Property for UCharacter.isUAlphabetic(), different from the property
in UCharacter.isalpha().
Lu + Ll + Lt + Lm + Lo + Nl + Other_Alphabetic.
ASCII_HEX_DIGIT
public static final int ASCII_HEX_DIGIT
Binary property ASCII_Hex_Digit (0-9 A-F a-f).
BIDI_CLASS
public static final int BIDI_CLASS
Enumerated property Bidi_Class.
Same as UCharacter.getDirection(int), returns UCharacterDirection values.
BIDI_CONTROL
public static final int BIDI_CONTROL
Binary property Bidi_Control.
Format controls which have specific functions in the Bidi Algorithm.
BIDI_MIRRORED
public static final int BIDI_MIRRORED
Binary property Bidi_Mirrored.
Characters that may change display in RTL text.
Property for UCharacter.isMirrored().
See Bidi Algorithm; UTR 9.
BIDI_MIRRORING_GLYPH
public static final int BIDI_MIRRORING_GLYPH
String property Bidi_Mirroring_Glyph.
Corresponds to UCharacter.getMirror(int).
BINARY_LIMIT
public static final int BINARY_LIMIT
One more than the last constant for binary Unicode properties.
BINARY_START
public static final int BINARY_START
First constant for binary Unicode properties.
BLOCK
public static final int BLOCK
Enumerated property Block.
Same as UCharacter.UnicodeBlock.of(int), returns UCharacter.UnicodeBlock
values.
CANONICAL_COMBINING_CLASS
public static final int CANONICAL_COMBINING_CLASS
Enumerated property Canonical_Combining_Class.
Same as UCharacter.getCombiningClass(int), returns 8-bit numeric values.
CASE_FOLDING
public static final int CASE_FOLDING
String property Case_Folding.
Corresponds to UCharacter.foldCase(String, boolean).
CASE_SENSITIVE
public static final int CASE_SENSITIVE
Binary property Case_Sensitive.
Either the source of a case
mapping or _in_ the target of a case mapping. Not the same as
the general category Cased_Letter.
DASH
public static final int DASH
Binary property Dash.
Variations of dashes.
DECOMPOSITION_TYPE
public static final int DECOMPOSITION_TYPE
Enumerated property Decomposition_Type.
Returns UCharacter.DecompositionType values.

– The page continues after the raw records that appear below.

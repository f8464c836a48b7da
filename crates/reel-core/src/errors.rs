//! Cross-cutting error types for reel.
//!
//! Domain-specific errors (e.g., `ServiceError`, `ConfigError`) are defined in
//! their respective crates. Everything converges on `anyhow` in `reel-cli`.

use thiserror::Error;

/// Errors that can be raised by any reel crate.
#[derive(Debug, Error)]
pub enum CoreError {
    /// A decision string did not name a known decision.
    #[error("Unknown decision: {0}")]
    UnknownDecision(String),

    /// Data failed validation (format, constraints).
    #[error("Validation error: {0}")]
    Validation(String),

    /// Catch-all for unexpected errors.
    #[error(transparent)]
    Other(#[from] anyhow::Error),
}
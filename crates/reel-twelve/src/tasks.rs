//! Task submission and status.

use reel_core::AnalysisTask;
use reqwest::multipart::Form;

use crate::{Created, TwelveClient, error::ServiceError, http};

impl TwelveClient {
    /// Submit a video URL for indexing and return the task id.
    ///
    /// The endpoint takes `multipart/form-data`, not JSON.
    ///
    /// # Errors
    ///
    /// Returns [`ServiceError`] if the request fails, the service answers
    /// with anything but 200/201, or the body has no `_id`.
    pub async fn create_task(
        &self,
        index_id: &str,
        video_url: &str,
        language: &str,
    ) -> Result<String, ServiceError> {
        let form = Form::new()
            .text("index_id", index_id.to_string())
            .text("video_url", video_url.to_string())
            .text("language", language.to_string());

        let resp = self
            .http
            .post(self.url("/tasks"))
            .multipart(form)
            .send()
            .await?;
        let resp = http::check_response(resp, http::OK_OR_CREATED).await?;
        let created: Created = resp.json().await?;
        created.into_id("task")
    }

    /// Fetch the current state of a task.
    ///
    /// # Errors
    ///
    /// Returns [`ServiceError`] if the request fails, the service answers
    /// with anything but 200, or the body cannot be decoded.
    pub async fn get_task(&self, task_id: &str) -> Result<AnalysisTask, ServiceError> {
        let url = self.url(&format!("/tasks/{}", urlencoding::encode(task_id)));
        let resp = self.http.get(&url).send().await?;
        let resp = http::check_response(resp, http::OK).await?;
        let mut task: AnalysisTask = resp.json().await?;
        if task.id.is_empty() {
            task.id = task_id.to_string();
        }
        Ok(task)
    }
}
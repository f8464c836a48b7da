use reel_policy::PolicyEngine;

use crate::cli::GlobalFlags;
use crate::cli::root_commands::PolicyArgs;
use crate::output;

/// Handle `reel policy`.
pub fn handle(args: &PolicyArgs, flags: &GlobalFlags) -> anyhow::Result<()> {
    let outcome = PolicyEngine::default().evaluate(&args.summary);
    output::output(&outcome, flags.format)
}
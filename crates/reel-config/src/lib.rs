//! # reel-config
//!
//! Layered configuration loading for reel using figment.
//!
//! Configuration sources (in priority order, highest wins):
//! 1. Environment variables (`REEL_*` prefix, `__` as separator)
//! 2. An explicit file passed by the caller (e.g. `reel --config path.toml`)
//! 3. Project-level `.reel/config.toml`
//! 4. User-level `~/.config/reel/config.toml`
//! 5. Built-in defaults
//!
//! # Environment Variable Mapping
//!
//! Figment maps `REEL_SERVICE__API_KEY` -> `service.api_key`,
//! `REEL_POLLING__MAX_ATTEMPTS` -> `polling.max_attempts`, etc.
//!
//! # Usage
//!
//! ```no_run
//! use reel_config::ReelConfig;
//!
//! let config = ReelConfig::load_with_dotenv().expect("config");
//! config.validate().expect("valid config");
//!
//! if !config.service.is_configured() {
//!     eprintln!("no API key; every video will be summarized from the fallback catalog");
//! }
//! ```

mod error;
mod polling;
mod search;
mod service;

pub use error::ConfigError;
pub use polling::PollingConfig;
pub use search::SearchConfig;
pub use service::ServiceConfig;

use figment::{
    Figment,
    providers::{Env, Format, Serialized, Toml},
};
use serde::{Deserialize, Serialize};
use std::path::{Path, PathBuf};

#[derive(Debug, Clone, Default, Deserialize, Serialize)]
pub struct ReelConfig {
    #[serde(default)]
    pub service: ServiceConfig,
    #[serde(default)]
    pub polling: PollingConfig,
    #[serde(default)]
    pub search: SearchConfig,
}

impl ReelConfig {
    /// Load configuration from all sources (TOML files + environment variables).
    ///
    /// Does NOT call `dotenvy` -- use [`Self::load_with_dotenv`] if you need
    /// `.env` file loading.
    ///
    /// # Errors
    ///
    /// Returns [`ConfigError::Figment`] if a source cannot be parsed.
    pub fn load() -> Result<Self, ConfigError> {
        Self::figment(None).extract().map_err(ConfigError::from)
    }

    /// Load configuration with an extra TOML file layered above the
    /// project-level config.
    ///
    /// # Errors
    ///
    /// Returns [`ConfigError::MissingFile`] if `path` does not exist, or
    /// [`ConfigError::Figment`] if a source cannot be parsed.
    pub fn load_from(path: &Path) -> Result<Self, ConfigError> {
        if !path.exists() {
            return Err(ConfigError::MissingFile(path.to_path_buf()));
        }
        Self::figment(Some(path)).extract().map_err(ConfigError::from)
    }

    /// Load configuration with `.env` file support.
    ///
    /// # Errors
    ///
    /// Returns [`ConfigError::Figment`] if a source cannot be parsed.
    pub fn load_with_dotenv() -> Result<Self, ConfigError> {
        let _ = dotenvy::dotenv();
        Self::load()
    }

    /// Build the figment provider chain.
    ///
    /// This is public so tests can inspect the figment directly or add
    /// additional providers on top.
    #[must_use]
    pub fn figment(extra: Option<&Path>) -> Figment {
        let mut figment = Figment::from(Serialized::defaults(Self::default()));

        // Layer 1: User-global config
        if let Some(global_path) = Self::global_config_path()
            && global_path.exists()
        {
            figment = figment.merge(Toml::file(global_path));
        }

        // Layer 2: Project-local config
        let local_path = PathBuf::from(".reel/config.toml");
        if local_path.exists() {
            figment = figment.merge(Toml::file(local_path));
        }

        // Layer 3: Explicit file
        if let Some(path) = extra {
            figment = figment.merge(Toml::file(path));
        }

        // Layer 4: Environment variables (highest priority)
        figment.merge(Env::prefixed("REEL_").split("__"))
    }

    /// Check cross-field constraints figment cannot express.
    ///
    /// # Errors
    ///
    /// Returns [`ConfigError::InvalidValue`] naming the first offending field.
    pub fn validate(&self) -> Result<(), ConfigError> {
        self.service.validate()?;
        self.polling.validate()?;
        self.search.validate()
    }

    /// Path to the user-global config file.
    fn global_config_path() -> Option<PathBuf> {
        dirs::config_dir().map(|p| p.join("reel").join("config.toml"))
    }
}
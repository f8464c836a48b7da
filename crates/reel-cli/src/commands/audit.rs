use reel_config::ReelConfig;
use reel_core::ComplianceReport;
use reel_driver::Submission;
use serde::Serialize;

use crate::bootstrap;
use crate::cli::root_commands::AuditArgs;
use crate::cli::{GlobalFlags, OutputFormat};
use crate::output;
use crate::progress::AuditProgress;

const HEADERS: [&str; 6] = ["creator", "decision", "engine", "summary", "evidence", "video_id"];

#[derive(Debug, Serialize)]
struct AuditEntry {
    creator: Option<String>,
    video_url: String,
    #[serde(flatten)]
    report: ComplianceReport,
}

/// Handle `reel audit`.
pub async fn handle(
    args: &AuditArgs,
    config: &ReelConfig,
    flags: &GlobalFlags,
) -> anyhow::Result<()> {
    let submissions = args.submissions()?;
    let driver = bootstrap::driver(config)?;

    let mut progress = AuditProgress::start(submissions.len());
    let mut entries = Vec::with_capacity(submissions.len());
    for submission in submissions {
        progress.begin(&submission);
        let report = driver.analyze_submission(&submission).await;
        progress.record(&report);
        entries.push(entry(submission, report));
    }
    let tally = progress.finish();
    tracing::info!(%tally, "audit finished");

    match flags.format {
        OutputFormat::Table => {
            let rows = entries.iter().map(table_row).collect::<Vec<_>>();
            output::print_table(&HEADERS, &rows);
            Ok(())
        }
        format => output::output(&entries, format),
    }
}

fn entry(submission: Submission, report: ComplianceReport) -> AuditEntry {
    AuditEntry {
        creator: submission.creator,
        video_url: submission.video_url,
        report,
    }
}

fn table_row(entry: &AuditEntry) -> Vec<String> {
    let report = &entry.report;
    let violations = report.policy_checks.violations();
    let evidence = if violations.is_empty() {
        report.policy_checks.status.clone()
    } else {
        violations.join("; ")
    };

    vec![
        entry.creator.clone().unwrap_or_else(|| entry.video_url.clone()),
        report.decision.to_string(),
        report.engine.to_string(),
        report.summary.clone(),
        evidence,
        report.video_id.clone(),
    ]
}
//! Remote video-intelligence service configuration.

use reel_core::IndexModel;
use serde::{Deserialize, Serialize};

use crate::error::ConfigError;

fn default_base_url() -> String {
    "https://api.twelvelabs.io/v1.3".to_string()
}

fn default_index_name() -> String {
    "reel_compliance_index".to_string()
}

fn default_language() -> String {
    "en".to_string()
}

/// Default per-request timeout in seconds.
const fn default_request_timeout_secs() -> u64 {
    30
}

#[derive(Debug, Clone, Deserialize, Serialize)]
pub struct ServiceConfig {
    /// Static API credential sent as `x-api-key`.
    #[serde(default)]
    pub api_key: String,

    /// API root, including the version segment.
    #[serde(default = "default_base_url")]
    pub base_url: String,

    /// Name of the index videos are submitted to. Created on first use.
    #[serde(default = "default_index_name")]
    pub index_name: String,

    /// Language hint sent with each task submission.
    #[serde(default = "default_language")]
    pub language: String,

    #[serde(default = "default_request_timeout_secs")]
    pub request_timeout_secs: u64,

    /// Model capabilities a newly created index is configured with.
    #[serde(default = "IndexModel::default_pair")]
    pub models: Vec<IndexModel>,
}

impl Default for ServiceConfig {
    fn default() -> Self {
        Self {
            api_key: String::new(),
            base_url: default_base_url(),
            index_name: default_index_name(),
            language: default_language(),
            request_timeout_secs: default_request_timeout_secs(),
            models: IndexModel::default_pair(),
        }
    }
}

impl ServiceConfig {
    /// Check if a credential is available for live calls.
    #[must_use]
    pub fn is_configured(&self) -> bool {
        !self.api_key.is_empty()
    }

    /// The API key with all but the last four characters hidden.
    #[must_use]
    pub fn masked_api_key(&self) -> String {
        let count = self.api_key.chars().count();
        if count <= 4 {
            return "*".repeat(count);
        }
        let tail: String = self.api_key.chars().skip(count - 4).collect();
        format!("{}{tail}", "*".repeat(count - 4))
    }

    pub(crate) fn validate(&self) -> Result<(), ConfigError> {
        if !(self.base_url.starts_with("https://") || self.base_url.starts_with("http://")) {
            return Err(ConfigError::invalid(
                "service.base_url",
                format!("'{}' is not an http(s) URL", self.base_url),
            ));
        }
        if self.index_name.trim().is_empty() {
            return Err(ConfigError::invalid("service.index_name", "must not be empty"));
        }
        if self.models.is_empty() {
            return Err(ConfigError::invalid(
                "service.models",
                "at least one model is required",
            ));
        }
        if self.request_timeout_secs == 0 {
            return Err(ConfigError::invalid(
                "service.request_timeout_secs",
                "must be greater than zero",
            ));
        }
        Ok(())
    }
}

DEFAULT_IGNORABLE_CODE_POINT
public static final int DEFAULT_IGNORABLE_CODE_POINT
Binary property Default_Ignorable_Code_Point (new).
Property that indicates codepoint is ignorable in most processing.
Codepoints (2060..206F, FFF0..FFFB, E0000..E0FFF) +
Other_Default_Ignorable_Code_Point + (Cf + Cc + Cs - White_Space)
DEPRECATED
public static final int DEPRECATED
Binary property Deprecated (new).
The usage of deprecated characters is strongly discouraged.
DIACRITIC
public static final int DIACRITIC
Binary property Diacritic.
Characters that linguistically modify the meaning of another
character to which they apply.
DOUBLE_LIMIT
public static final int DOUBLE_LIMIT
One more than the last constant for double Unicode properties.
DOUBLE_START
public static final int DOUBLE_START
First constant for double Unicode properties.
EAST_ASIAN_WIDTH
public static final int EAST_ASIAN_WIDTH
Enumerated property East_Asian_Width.
See http://www.unicode.org/reports/tr11/
Returns UCharacter.EastAsianWidth values.
EXTENDER
public static final int EXTENDER
Binary property Extender.
Extend the value or shape of a preceding alphabetic character, e.g.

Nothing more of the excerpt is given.